The USG can pass regulation that ByteDance may prove unwilling or unable to follow, such as tough data security laws that the EU has done & is enforcing against all the tech companies. Of course, TikTok is trying to stay in the EU market, which will require following EU laws.
Companies mobilizing its users (& hiring lobbyists) to lobby Congress against unfavorable legislation is a normal part of the democratic process in the US, no? That it might backfires w/ Congress is the risk companies have to decide to take. & Congress is doing nothing to contain the ongoing mass data harvesting or rampant disinformation on Facebook or Twitter that is actively corroding American democracy, & you are more worried about how TikTok might be used by the PRC in a hypothetical a war over Taiwan?
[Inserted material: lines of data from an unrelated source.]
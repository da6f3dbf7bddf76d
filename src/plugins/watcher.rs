//! 插件目录监听
//!
//! 清单变更重新启动一个单次计时器，窗口内不再有变更时才触发重载；重载在监听任务内串行执行。

use std::sync::Arc;
use std::time::Duration;

use notify::{Config, Event, EventKind, RecommendedWatcher, RecursiveMode, Watcher};
use tokio::sync::mpsc;
use tokio::time::Instant;
use tokio_util::sync::CancellationToken;
use tracing::{debug, error, info};

use super::descriptor::is_manifest;
use super::registry::PluginRegistry;
use super::PluginError;

/// 启动监听任务，返回需要保持存活的 watcher 句柄
pub(super) fn spawn(
    registry: Arc<PluginRegistry>,
    debounce: Duration,
    token: CancellationToken,
) -> Result<RecommendedWatcher, PluginError> {
    let (event_tx, mut event_rx) = mpsc::unbounded_channel::<Event>();

    let mut watcher = RecommendedWatcher::new(
        move |result: Result<Event, notify::Error>| {
            if let Ok(event) = result {
                let _ = event_tx.send(event);
            }
        },
        Config::default(),
    )
    .map_err(|e| PluginError::Watch(format!("Failed to create watcher: {}", e)))?;

    watcher
        .watch(registry.dir(), RecursiveMode::Recursive)
        .map_err(|e| PluginError::Watch(format!("Failed to watch {}: {}", registry.dir().display(), e)))?;
    info!("Watching for plugin changes: {}", registry.dir().display());

    tokio::spawn(async move {
        let mut deadline: Option<Instant> = None;

        loop {
            let armed = deadline;
            let fire = async move {
                match armed {
                    Some(at) => tokio::time::sleep_until(at).await,
                    None => std::future::pending::<()>().await,
                }
            };

            tokio::select! {
                _ = token.cancelled() => {
                    info!("Plugin watcher shutting down");
                    break;
                }
                event = event_rx.recv() => match event {
                    Some(event) if is_relevant_event(&event) => {
                        debug!("Plugin manifest change detected: {:?}", event.paths);
                        deadline = Some(Instant::now() + debounce);
                    }
                    Some(_) => {}
                    None => break,
                },
                _ = fire => {
                    deadline = None;
                    if let Err(e) = registry.reload().await {
                        error!("Failed to reload plugins: {}", e);
                    }
                }
            }
        }
    });

    Ok(watcher)
}

fn is_relevant_event(event: &Event) -> bool {
    matches!(
        event.kind,
        EventKind::Create(_) | EventKind::Modify(_) | EventKind::Remove(_)
    ) && event.paths.iter().any(|p| is_manifest(p))
}

#[cfg(test)]
mod tests {
    use super::*;
    use notify::event::{CreateKind, ModifyKind};
    use std::path::PathBuf;

    #[test]
    fn test_only_manifest_changes_are_relevant() {
        let manifest = Event::new(EventKind::Modify(ModifyKind::Any)).add_path(PathBuf::from("/p/a/plugin.json"));
        assert!(is_relevant_event(&manifest));

        let output = Event::new(EventKind::Create(CreateKind::File)).add_path(PathBuf::from("/p/a/output.json"));
        assert!(!is_relevant_event(&output));

        let access = Event::new(EventKind::Access(notify::event::AccessKind::Any))
            .add_path(PathBuf::from("/p/a/plugin.toml"));
        assert!(!is_relevant_event(&access));
    }

    #[tokio::test]
    async fn test_manifest_write_triggers_reload() {
        let dir = tempfile::tempdir().unwrap();
        let registry = Arc::new(PluginRegistry::new(dir.path()));
        registry.reload().await.unwrap();
        let mut generation = registry.subscribe();
        generation.borrow_and_update();

        let token = CancellationToken::new();
        registry.watch(Duration::from_millis(100), token.clone()).unwrap();

        std::fs::create_dir_all(dir.path().join("echo")).unwrap();
        std::fs::write(dir.path().join("echo/plugin.json"), r#"{"Name": "echo"}"#).unwrap();

        let changed = tokio::time::timeout(Duration::from_secs(10), async {
            loop {
                generation.changed().await.unwrap();
                if registry.contains_plugin("echo").await {
                    break;
                }
            }
        })
        .await;
        token.cancel();
        assert!(changed.is_ok());
    }

    #[tokio::test]
    async fn test_burst_of_writes_reloads_once() {
        let dir = tempfile::tempdir().unwrap();
        std::fs::create_dir_all(dir.path().join("echo")).unwrap();
        let registry = Arc::new(PluginRegistry::new(dir.path()));
        registry.reload().await.unwrap();
        let mut generation = registry.subscribe();
        let start = *generation.borrow_and_update();

        let token = CancellationToken::new();
        registry.watch(Duration::from_millis(600), token.clone()).unwrap();

        let manifest = dir.path().join("echo/plugin.json");
        for i in 0..5 {
            std::fs::write(&manifest, format!(r#"{{"Name": "echo-{}"}}"#, i)).unwrap();
            tokio::time::sleep(Duration::from_millis(50)).await;
        }

        let changed = tokio::time::timeout(Duration::from_secs(10), generation.changed()).await;
        assert!(changed.is_ok());
        // 窗口内的多次写入只触发一次重载，且读到最后一次写入
        tokio::time::sleep(Duration::from_millis(1500)).await;
        token.cancel();
        assert_eq!(*generation.borrow(), start + 1);
        assert!(registry.contains_plugin("echo-4").await);
        assert!(!registry.contains_plugin("echo-0").await);
    }
}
You think the PRC MSS will not launch influence campaigns on Facebook/Instagram/Twitter if there is war over Taiwan? You think the current laws & regulations will be sufficient to blunt such campaigns?
If it comes to a shooting war between the PRC & the US, USG can seize & nationalize TikTok US, but fate of TikTok in the US will be the least of all of our worries.
YY_Sima Qian
@David 🏀Caitlin Clark🏀 Koch: You do know that General Tso’s Chicken is a Chinese American concoction, tight?
NotMax
@David 🏀Caitlin Clark🏀 Koch
Casus belli, as the original recipe for that is generally agreed to have been created by Chef Peng in Taiwan (and, as he tells it, begat the McNugget). Source: documentary film The Search for General Tso.
YY_Sima Qian
@Chet Murthy:
I don’t think hegemony by any power is to the benefit of anyone outside of monied interests that can profit from hegemony, which is not the working or middle class anywhere.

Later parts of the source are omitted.